* _BRIEF_:
The line containing "a completed mutation" marks the end: quote every line from the start of the records below through it, word for word.

___ DATA SHOWN ___

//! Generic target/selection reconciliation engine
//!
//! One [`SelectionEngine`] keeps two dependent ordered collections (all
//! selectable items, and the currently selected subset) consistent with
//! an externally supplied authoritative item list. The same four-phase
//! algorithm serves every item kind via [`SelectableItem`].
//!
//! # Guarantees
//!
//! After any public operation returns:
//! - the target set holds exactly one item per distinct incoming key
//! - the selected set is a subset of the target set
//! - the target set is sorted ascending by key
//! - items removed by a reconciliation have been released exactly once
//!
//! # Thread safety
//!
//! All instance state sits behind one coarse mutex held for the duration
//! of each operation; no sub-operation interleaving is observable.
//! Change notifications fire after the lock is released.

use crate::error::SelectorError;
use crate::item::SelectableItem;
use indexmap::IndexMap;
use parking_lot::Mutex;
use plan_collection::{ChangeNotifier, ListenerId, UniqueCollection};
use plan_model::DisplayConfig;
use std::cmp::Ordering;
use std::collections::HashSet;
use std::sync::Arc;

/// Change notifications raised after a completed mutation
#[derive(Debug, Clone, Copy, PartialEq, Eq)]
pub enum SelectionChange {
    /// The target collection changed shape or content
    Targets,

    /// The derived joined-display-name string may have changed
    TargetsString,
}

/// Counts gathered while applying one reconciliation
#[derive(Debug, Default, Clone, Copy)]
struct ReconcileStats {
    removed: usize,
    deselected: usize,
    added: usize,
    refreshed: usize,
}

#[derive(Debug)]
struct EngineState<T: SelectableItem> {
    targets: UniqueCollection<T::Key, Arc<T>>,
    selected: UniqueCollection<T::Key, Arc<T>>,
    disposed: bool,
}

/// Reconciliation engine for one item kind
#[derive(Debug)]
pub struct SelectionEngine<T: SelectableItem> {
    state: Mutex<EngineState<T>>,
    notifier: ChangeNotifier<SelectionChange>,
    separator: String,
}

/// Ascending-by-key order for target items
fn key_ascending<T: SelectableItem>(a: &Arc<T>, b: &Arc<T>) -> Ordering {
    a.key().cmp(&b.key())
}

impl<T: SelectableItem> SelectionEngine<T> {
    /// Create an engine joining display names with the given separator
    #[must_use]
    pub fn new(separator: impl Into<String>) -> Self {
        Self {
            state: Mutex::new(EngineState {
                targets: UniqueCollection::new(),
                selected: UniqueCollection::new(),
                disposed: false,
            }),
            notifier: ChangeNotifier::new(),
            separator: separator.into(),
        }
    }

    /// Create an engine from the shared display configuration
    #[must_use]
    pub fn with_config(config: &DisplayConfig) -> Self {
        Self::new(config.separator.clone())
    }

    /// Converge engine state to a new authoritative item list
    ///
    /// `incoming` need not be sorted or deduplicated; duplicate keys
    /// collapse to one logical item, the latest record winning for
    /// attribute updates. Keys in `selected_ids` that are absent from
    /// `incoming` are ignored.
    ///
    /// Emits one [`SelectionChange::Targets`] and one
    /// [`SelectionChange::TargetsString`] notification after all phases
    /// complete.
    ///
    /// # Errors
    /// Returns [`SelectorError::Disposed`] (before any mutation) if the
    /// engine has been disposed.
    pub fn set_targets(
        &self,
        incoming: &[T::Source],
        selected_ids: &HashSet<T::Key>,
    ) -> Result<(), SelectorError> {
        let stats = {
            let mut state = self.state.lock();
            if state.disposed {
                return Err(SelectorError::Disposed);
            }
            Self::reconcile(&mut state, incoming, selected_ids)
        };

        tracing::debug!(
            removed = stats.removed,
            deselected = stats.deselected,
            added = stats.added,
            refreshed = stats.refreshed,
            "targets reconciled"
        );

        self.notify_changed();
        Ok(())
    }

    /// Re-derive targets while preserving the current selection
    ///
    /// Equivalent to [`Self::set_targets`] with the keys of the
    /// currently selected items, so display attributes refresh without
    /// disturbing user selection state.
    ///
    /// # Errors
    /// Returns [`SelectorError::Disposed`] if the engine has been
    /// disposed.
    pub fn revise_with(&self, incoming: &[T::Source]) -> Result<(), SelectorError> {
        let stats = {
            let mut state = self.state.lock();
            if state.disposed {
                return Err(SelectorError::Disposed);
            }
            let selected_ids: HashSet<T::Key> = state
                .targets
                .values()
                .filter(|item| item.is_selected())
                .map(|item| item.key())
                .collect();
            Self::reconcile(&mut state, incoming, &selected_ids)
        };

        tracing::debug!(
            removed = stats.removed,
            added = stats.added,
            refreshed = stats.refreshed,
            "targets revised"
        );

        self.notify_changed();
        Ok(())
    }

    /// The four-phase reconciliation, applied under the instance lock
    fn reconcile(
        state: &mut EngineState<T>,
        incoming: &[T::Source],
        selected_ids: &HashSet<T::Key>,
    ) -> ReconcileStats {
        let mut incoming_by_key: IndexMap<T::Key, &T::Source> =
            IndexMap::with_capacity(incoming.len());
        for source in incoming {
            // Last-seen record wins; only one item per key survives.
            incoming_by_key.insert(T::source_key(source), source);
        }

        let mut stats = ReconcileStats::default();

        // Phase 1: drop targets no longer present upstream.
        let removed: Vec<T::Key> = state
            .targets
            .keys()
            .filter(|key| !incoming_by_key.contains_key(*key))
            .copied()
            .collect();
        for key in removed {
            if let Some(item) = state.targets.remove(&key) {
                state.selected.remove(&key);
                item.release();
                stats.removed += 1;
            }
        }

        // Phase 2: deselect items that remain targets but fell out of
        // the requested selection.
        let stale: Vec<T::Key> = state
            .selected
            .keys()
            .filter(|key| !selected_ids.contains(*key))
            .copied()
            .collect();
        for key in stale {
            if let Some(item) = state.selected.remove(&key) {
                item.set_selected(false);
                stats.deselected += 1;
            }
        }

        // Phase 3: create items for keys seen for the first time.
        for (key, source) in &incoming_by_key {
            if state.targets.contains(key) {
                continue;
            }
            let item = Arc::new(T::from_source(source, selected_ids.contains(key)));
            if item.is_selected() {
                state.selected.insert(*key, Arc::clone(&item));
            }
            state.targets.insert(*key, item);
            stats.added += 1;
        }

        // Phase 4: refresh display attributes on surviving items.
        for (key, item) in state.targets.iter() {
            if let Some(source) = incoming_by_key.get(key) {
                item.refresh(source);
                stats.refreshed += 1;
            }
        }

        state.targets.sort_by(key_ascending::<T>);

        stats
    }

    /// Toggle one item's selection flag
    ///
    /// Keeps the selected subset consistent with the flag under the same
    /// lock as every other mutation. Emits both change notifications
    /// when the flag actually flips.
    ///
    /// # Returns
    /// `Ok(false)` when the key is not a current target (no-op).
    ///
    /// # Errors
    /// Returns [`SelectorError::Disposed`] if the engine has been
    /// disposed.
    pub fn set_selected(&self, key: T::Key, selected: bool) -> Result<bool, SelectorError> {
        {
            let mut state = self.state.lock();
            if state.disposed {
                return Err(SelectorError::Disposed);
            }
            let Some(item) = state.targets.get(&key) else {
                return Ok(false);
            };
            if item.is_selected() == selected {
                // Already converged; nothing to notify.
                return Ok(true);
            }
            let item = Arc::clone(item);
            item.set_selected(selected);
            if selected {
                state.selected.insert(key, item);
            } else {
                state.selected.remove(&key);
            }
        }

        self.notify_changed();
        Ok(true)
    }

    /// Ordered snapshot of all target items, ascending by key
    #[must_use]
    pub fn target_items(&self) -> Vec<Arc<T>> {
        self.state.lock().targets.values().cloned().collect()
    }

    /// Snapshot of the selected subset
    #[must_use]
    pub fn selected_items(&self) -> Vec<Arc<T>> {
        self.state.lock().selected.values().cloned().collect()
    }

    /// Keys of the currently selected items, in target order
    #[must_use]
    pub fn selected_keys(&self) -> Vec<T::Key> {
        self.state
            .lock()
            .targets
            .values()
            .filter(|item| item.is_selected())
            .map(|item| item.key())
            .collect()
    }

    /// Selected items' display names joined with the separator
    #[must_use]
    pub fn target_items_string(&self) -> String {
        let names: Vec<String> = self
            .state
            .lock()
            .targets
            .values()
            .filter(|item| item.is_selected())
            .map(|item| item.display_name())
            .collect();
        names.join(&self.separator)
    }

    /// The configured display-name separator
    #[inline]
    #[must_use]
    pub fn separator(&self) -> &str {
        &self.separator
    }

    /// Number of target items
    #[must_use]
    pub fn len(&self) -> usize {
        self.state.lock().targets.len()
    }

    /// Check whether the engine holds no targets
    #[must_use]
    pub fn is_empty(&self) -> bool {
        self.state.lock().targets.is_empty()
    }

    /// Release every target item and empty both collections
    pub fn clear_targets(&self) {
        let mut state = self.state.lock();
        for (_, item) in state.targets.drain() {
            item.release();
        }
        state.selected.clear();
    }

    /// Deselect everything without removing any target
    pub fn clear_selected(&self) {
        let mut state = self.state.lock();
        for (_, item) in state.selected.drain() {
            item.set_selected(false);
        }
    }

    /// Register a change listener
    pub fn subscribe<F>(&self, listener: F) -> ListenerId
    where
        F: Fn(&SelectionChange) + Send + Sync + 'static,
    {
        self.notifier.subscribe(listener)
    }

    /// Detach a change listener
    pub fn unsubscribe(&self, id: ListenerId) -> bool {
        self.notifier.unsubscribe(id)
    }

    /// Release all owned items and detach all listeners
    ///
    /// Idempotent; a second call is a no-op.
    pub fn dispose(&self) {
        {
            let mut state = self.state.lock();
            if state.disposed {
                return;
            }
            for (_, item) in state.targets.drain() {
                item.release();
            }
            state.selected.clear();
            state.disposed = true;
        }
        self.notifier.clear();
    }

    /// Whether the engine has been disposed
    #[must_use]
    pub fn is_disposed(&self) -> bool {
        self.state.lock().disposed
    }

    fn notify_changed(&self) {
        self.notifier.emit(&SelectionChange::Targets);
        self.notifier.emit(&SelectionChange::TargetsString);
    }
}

___

* _YOUR RESPONSE_:
//! Generic target/selection reconciliation engine
//!
//! One [`SelectionEngine`] keeps two dependent ordered collections (all
//! selectable items, and the currently selected subset) consistent with
//! an externally supplied authoritative item list. The same four-phase
//! algorithm serves every item kind via [`SelectableItem`].
//!
//! # Guarantees
//!
//! After any public operation returns:
//! - the target set holds exactly one item per distinct incoming key
//! - the selected set is a subset of the target set
//! - the target set is sorted ascending by key
//! - items removed by a reconciliation have been released exactly once
//!
//! # Thread safety
//!
//! All instance state sits behind one coarse mutex held for the duration
//! of each operation; no sub-operation interleaving is observable.
//! Change notifications fire after the lock is released.

use crate::error::SelectorError;
use crate::item::SelectableItem;
use indexmap::IndexMap;
use parking_lot::Mutex;
use plan_collection::{ChangeNotifier, ListenerId, UniqueCollection};
use plan_model::DisplayConfig;
use std::cmp::Ordering;
use std::collections::HashSet;
use std::sync::Arc;

/// Change notifications raised after a completed mutation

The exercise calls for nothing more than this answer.